((

use thiserror::Error;

use crate::observer::ObserverId;

/// Errors surfaced by watch sessions, reconciliation and persistence.
#[derive(Debug, Error)]
pub enum WatchError {
    /// The notification backend failed to schedule a watch or deliver from it.
    #[error("watch source error: {0}")]
    Source(#[from] notify::Error),

    /// A raw signal arrived without the fields its kind requires.
    #[error("malformed signal: {0}")]
    MalformedSignal(String),

    /// start() was called while a session was already active.
    #[error("watch session already active")]
    AlreadyWatching,

    /// An observer reported a delivery failure.
    #[error("observer error: {0}")]
    Observer(String),

    /// Deregistration named an id that is not in the registry.
    #[error("observer {0} not found")]
    ObserverNotFound(ObserverId),

    /// One or more observers failed during fan-out. Delivery was still
    /// attempted for every registered observer, and the event stands in
    /// the history.
    #[error("fan-out failed for {} observer(s): {}", failures.len(), failures.join("; "))]
    FanOut { failures: Vec<String> },

    /// Event store failure.
    #[error("event store error: {0}")]
    Database(#[from] rusqlite::Error),

    /// Report or other filesystem I/O failure.
    #[error(transparent)]
    Io(#[from] std::io::Error),
}

pub type Result<T> = std::result::Result<T, WatchError>;
impl SignalMapper {
    pub(crate) fn map(&mut self, event: Event) -> Vec<RawEvent> {
        if let EventKind::Modify(ModifyKind::Name(mode)) = event.kind {
            return self.map_rename(mode, &event);
        }

        let mut out = Vec::new();
        out.extend(self.flush());
        let synthetic = event.need_rescan();
        out.extend(
            map_plain(&event)
                .into_iter()
                .map(|raw| raw.with_synthetic(synthetic)),
        );
        out
    }

    fn map_rename(&mut self, mode: RenameMode, event: &Event) -> Vec<RawEvent> {
        let synthetic = event.need_rescan();
        let mut out = Vec::new();
        match mode {
            RenameMode::From if !event.paths.is_empty() => {
                out.extend(self.flush());
                self.pending = Some(PendingRename {
                    tracker: event.tracker(),
                    path: event.paths[0].clone(),
                    synthetic,
                });
            }
            RenameMode::Both if event.paths.len() >= 2 => {
                let from = event.paths[0].clone();
                let to = event.paths[1].clone();
                let pairs_with_pending = self.pending.as_ref().map_or(false, |pending| {
                    (pending.tracker.is_some() && pending.tracker == event.tracker())
                        || pending.path == from
                });
                if pairs_with_pending {
                    self.pending = None;
                } else {
                    out.extend(self.flush());
                }
                let is_dir = to.is_dir();
                out.push(RawEvent::moved(from, to, is_dir).with_synthetic(synthetic));
            }
            // A lone arrival half is a move into the watched scope.
            RenameMode::To if !event.paths.is_empty() => {
                out.extend(self.flush());
                let path = event.paths[0].clone();
                let is_dir = path.is_dir();
                out.push(RawEvent::created(path, is_dir).with_synthetic(synthetic));
            }
            _ => {
                out.extend(self.flush());
                if event.paths.len() >= 2 {
                    let from = event.paths[0].clone();
                    let to = event.paths[1].clone();
                    let is_dir = to.is_dir();
                    out.push(RawEvent::moved(from, to, is_dir).with_synthetic(synthetic));
                } else {
                    out.extend(event.paths.iter().map(|path| {
                        RawEvent::modified(path.clone(), path.is_dir()).with_synthetic(synthetic)
                    }));
                }
            }
        }
        out
    }

    /// Give up on the held rename half. The departed path is gone from the
    /// watched scope, so it reads as a deletion.
    pub(crate) fn flush(&mut self) -> Option<RawEvent> {
        self.pending
            .take()
            .map(|pending| RawEvent::deleted(pending.path, false).with_synthetic(pending.synthetic))
    }
}

/// Stateless translation for everything except rename signals.
fn map_plain(event: &Event) -> Vec<RawEvent> {
    match event.kind {
        EventKind::Create(kind) => event
            .paths
            .iter()
            .map(|path| {
                let is_dir = kind == CreateKind::Folder || path.is_dir();
                RawEvent::created(path.clone(), is_dir)
            })
            .collect(),
        EventKind::Remove(kind) => event
            .paths
            .iter()
            .map(|path| RawEvent::deleted(path.clone(), kind == RemoveKind::Folder))
            .collect(),
        EventKind::Modify(_) => event
            .paths
            .iter()
            .map(|path| RawEvent::modified(path.clone(), path.is_dir()))
            .collect(),
        EventKind::Access(AccessKind::Open(_)) => event
            .paths
            .iter()
            .map(|path| RawEvent::opened(path.clone()))
            .collect(),
        EventKind::Access(AccessKind::Close(AccessMode::Write)) => event
            .paths
            .iter()
            .map(|path| RawEvent::closed(path.clone()))
            .collect(),
        EventKind::Access(AccessKind::Close(_)) => event
            .paths
            .iter()
            .map(|path| RawEvent::closed_no_write(path.clone()))
            .collect(),
        EventKind::Access(_) => Vec::new(),
        EventKind::Any | EventKind::Other => {
            debug!("Ignoring unclassified backend event: {:?}", event.kind);
            Vec::new()
        }
    }
}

))

**Exercise directions**
All that should appear in the response is the run of lines from the first line of the entries through the line containing "its kind requires.", copied exactly.

**Output for this task**
use thiserror::Error;

use crate::observer::ObserverId;

/// Errors surfaced by watch sessions, reconciliation and persistence.
#[derive(Debug, Error)]
pub enum WatchError {
    /// The notification backend failed to schedule a watch or deliver from it.
    #[error("watch source error: {0}")]
    Source(#[from] notify::Error),

    /// A raw signal arrived without the fields its kind requires.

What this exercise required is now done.